__Exercise requirements__
Tally the lines below that contain "load". The number is the whole answer.

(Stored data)
· · ·

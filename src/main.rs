use std::io::Write;
use std::path::{Path, PathBuf};

use anyhow::{Context, Result};
use clap::{Parser, ValueEnum};

use edars::{io, Analysis, AnalysisConfig, AnalysisReport, Dataset};

#[derive(Clone, Copy, Debug, ValueEnum)]
enum OutputFormat {
    Text,
    Json,
}

/// CSV（またはレコード指向JSON）ファイルを分析します:
/// 列の型、記述統計、相関、外れ値、欠損値
#[derive(Parser)]
#[command(name = "edars", version, about)]
struct Args {
    /// 入力ファイル（`.json` はレコードの配列、それ以外はCSVとして読み込む）
    input: PathBuf,

    /// TOML形式の設定ファイル
    #[arg(long, value_name = "PATH")]
    config: Option<PathBuf>,

    /// 実行する分析（複数指定可、設定ファイルより優先）
    #[arg(long = "analysis", value_enum)]
    analyses: Vec<Analysis>,

    #[arg(long, value_enum, default_value = "text")]
    format: OutputFormat,

    /// 列ごとの分析を並列に計算する
    #[arg(long)]
    parallel: bool,

    /// プレビューの行数
    #[arg(long, value_name = "N")]
    preview: Option<usize>,

    /// CSVの区切り文字
    #[arg(long)]
    delimiter: Option<char>,

    /// CSVの1行目をヘッダーではなくデータとして扱う
    #[arg(long)]
    no_header: bool,

    /// IQR法のフェンスの倍率
    #[arg(long, value_name = "K")]
    iqr_multiplier: Option<f64>,
}

impl Args {
    fn analysis_config(&self) -> Result<AnalysisConfig> {
        let mut config = match &self.config {
            Some(path) => AnalysisConfig::from_file(path)
                .with_context(|| format!("設定ファイルを読み込めません: {}", path.display()))?,
            None => AnalysisConfig::default(),
        };

        if !self.analyses.is_empty() {
            config.analyses = self.analyses.clone();
        }
        if self.parallel {
            config.parallel = true;
        }
        if let Some(n) = self.preview {
            config.preview_rows = n;
        }
        if let Some(delimiter) = self.delimiter {
            config.csv.delimiter = delimiter;
        }
        if self.no_header {
            config.csv.has_header = false;
        }
        if let Some(k) = self.iqr_multiplier {
            config.iqr_multiplier = k;
        }

        config.validate().context("設定が無効です")?;
        Ok(config)
    }
}

fn load(path: &Path, config: &AnalysisConfig) -> Result<Dataset> {
    let is_json = path
        .extension()
        .is_some_and(|ext| ext.eq_ignore_ascii_case("json"));
    let dataset = if is_json {
        io::read_json(path)
    } else {
        io::read_csv(path, &config.csv)
    };
    dataset.with_context(|| format!("入力ファイルを読み込めません: {}", path.display()))
}

fn main() -> Result<()> {
    env_logger::init();
    let args = Args::parse();

    let config = args.analysis_config()?;
    let dataset = load(&args.input, &config)?;
    let report = AnalysisReport::build(&dataset, &config);

    let output = match args.format {
        OutputFormat::Text => report.render_text(),
        OutputFormat::Json => {
            let mut json = report.to_json().context("レポートをJSONに変換できません")?;
            json.push('\n');
            json
        }
    };

    let mut stdout = std::io::stdout().lock();
    match stdout.write_all(output.as_bytes()) {
        Err(err) if err.kind() == std::io::ErrorKind::BrokenPipe => Ok(()),
        other => other.context("レポートを出力できません"),
    }
}
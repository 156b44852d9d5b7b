// 記述統計モジュール

use crate::error::{Error, Result};
use crate::stats::DescriptiveStats;

/// 記述統計量を計算する内部実装
pub(crate) fn describe_impl(data: &[f64]) -> Result<DescriptiveStats> {
    if data.is_empty() {
        return Err(Error::EmptyData(
            "記述統計量の計算には少なくとも1つのデータが必要です".into(),
        ));
    }

    let count = data.len();
    let n = count as f64;

    // 桁あふれを避けるため、2の累乗で縮小した値で計算して元に戻す
    let scale = scale_factor(data);

    // 平均値の計算
    let scaled_mean = data.iter().map(|&x| x / scale).sum::<f64>() / n;
    let mean = scaled_mean * scale;

    // 標準偏差の計算（母標準偏差、nで割る）
    let variance = data
        .iter()
        .map(|&x| (x / scale - scaled_mean).powi(2))
        .sum::<f64>()
        / n;
    let std = variance.sqrt() * scale;

    // データをソートして中央値を計算
    let sorted = sorted_copy(data);

    let min = sorted[0];
    let max = sorted[count - 1];

    let median = if count % 2 == 0 {
        sorted[count / 2 - 1] / 2.0 + sorted[count / 2] / 2.0
    } else {
        sorted[count / 2]
    };

    Ok(DescriptiveStats {
        count,
        min,
        max,
        mean,
        median,
        std,
    })
}

/// 絶対値の最大が1以下に収まる2の累乗の縮小率
///
/// 2の累乗で割るため、通常の大きさの値では結果が変わりません。
pub(crate) fn scale_factor(data: &[f64]) -> f64 {
    let max_abs = data.iter().fold(0.0f64, |m, &x| m.max(x.abs()));
    if max_abs <= 1.0 {
        return 1.0;
    }
    let exponent = (max_abs.log2().ceil() as i32).clamp(0, 1023);
    2f64.powi(exponent)
}

/// 昇順にソートしたコピーを作成
pub(crate) fn sorted_copy(data: &[f64]) -> Vec<f64> {
    let mut sorted = data.to_vec();
    sorted.sort_by(|a, b| a.total_cmp(b));
    sorted
}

· · ·

__Answer box__
2